Hungary welcomed these machinations, for it was in open rebellion against Joseph’s edicts of conscription, taxation, language change, and religious reform. In 1786 Emerich Malongei called upon the Hungarians to elect their own king. In 1788 Remigius Franyó organized a plot to make Frederick William king of Hungary; Counts Esterházy and Károlyi betrayed the plot to the Emperor, and Franyó was sentenced to sixty years’ imprisonment. In 1789 the Hungarian Estates appealed to Prussia to free Hungary from Austria. When news of the French Revolution reached Hungary the country rang with cries for independence. Joseph, who felt death in his veins, had no more strength to maintain his stand. His brother Leopold urged him to yield. In January, 1790, he announced:
We have decided to restore the administration of the Kingdom [of Hungary] … to the status of 1780. … We instituted [the reforms] out of zeal for the common good, and in the hope that you, taught by experience, would find them pleasing. Now we have convinced ourselves that you prefer the old order. … But it is our will that our Edict of Toleration, … as well as that concerning the serfs, their treatment and their relation to the seigneurs, remain in force.80
In February the crown of St. Stephen was carried back to Buda, and was acclaimed with public rejoicing at every stop on the way. The revolt died down.
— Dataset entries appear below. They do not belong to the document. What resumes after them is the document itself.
async fn execute(shared: &Arc<Shared>, job: &Job) -> TransferOutcome {
    let max_attempts = shared.config.max_attempts.max(1);
    let mut attempt = 0u32;

    loop {
        attempt += 1;
        if job.token.is_cancelled() {
            return TransferOutcome::Cancelled;
        }
        shared.set_attempt(job.id, attempt);

        let result = tokio::select! {
            biased;
            _ = job.token.cancelled() => return TransferOutcome::Cancelled,
            result = perform(shared, job) => result,
        };

        match result {
            Ok(item) => return TransferOutcome::Completed(item),
            Err(_) if job.token.is_cancelled() => return TransferOutcome::Cancelled,
            Err(TransferError::Transient(reason)) if attempt < max_attempts => {
                let delay = shared.config.backoff.delay(attempt - 1);
                warn!(
                    transfer = %job.id,
                    attempt,
                    max_attempts,
                    delay_ms = delay.as_millis() as u64,
                    reason = %reason,
                    "Transient transfer failure, retrying"
                );
                if let Some(metrics) = &shared.metrics {
                    metrics.record_retry(job.request.job.label());
                }
                tokio::select! {
                    _ = job.token.cancelled() => return TransferOutcome::Cancelled,
                    _ = tokio::time::sleep(delay) => {}
                }
            }
            Err(TransferError::Transient(reason)) => {
                return TransferOutcome::Failed(TransferError::Permanent(format!(
                    "retries exhausted after {attempt} attempts: {reason}"
                )));
            }
            Err(permanent) => return TransferOutcome::Failed(permanent),
        }
    }
}

async fn perform(shared: &Arc<Shared>, job: &Job) -> Result<Option<RemoteItem>, TransferError> {
    let id = job.id;
    let tracker = Arc::clone(shared);
    let user = job.request.progress.clone();
    let progress = ProgressReporter::new(move |done, total| {
        if let Some(mut tracked) = tracker.transfers.get_mut(&id) {
            tracked.snapshot.bytes_transferred = done;
            tracked.snapshot.total_bytes = total;
        }
        user.report(done, total);
    });

    match &job.request.job {
        TransferJob::Upload(request) => shared
            .store
            .upload(request, &progress, &job.token)
            .await
            .map(Some),
        TransferJob::Download(request) => shared
            .store
            .download(request, &progress, &job.token)
            .await
            .map(|()| None),
    }
}
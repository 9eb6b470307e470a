//! Process-local access-token cache.

pub mod cache;

pub use cache::{AccessGrant, TokenCache};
The revolt in the Austrian Netherlands went full course, for there it felt the heat of the revolutionary movement in neighboring France. Joseph refused to confirm the promise his sister had given to the Estates of Brabant that the reforms they resented would be annulled; he ordered their enforcement, and bade his soldiers fire upon any crowds resisting them. It was so done; six rioters were killed in Brussels (January 22, 1788), an unknown number in Antwerp and Louvain. A Brussels lawyer, Henri van den Noot, summoned the people to arm themselves and enroll as volunteers in an army of independence. The appeal was actively supported by the clergy; an anomalous inspiration was added by news that the Bastille had fallen; soon ten thousand “Patriots,” ably led, were in the field. On October 24 a manifesto of “the Brabantine people” announced the deposition of Joseph II as their ruler. On October 26 a force of Patriots defeated the Austrian soldiery. Town after town was occupied by the insurgents. On January 11, 1790, the seven provinces declared their independence, and proclaimed the Republic of the United States of Belgium, taking the name of the Belgic tribes that had troubled Caesar eighteen centuries before. England, Holland, and Prussia were happy to recognize the new government. Joseph appealed to France for help, but France herself was busy deposing her King. All the old world that Joseph had known seemed to be falling apart. And death was calling him.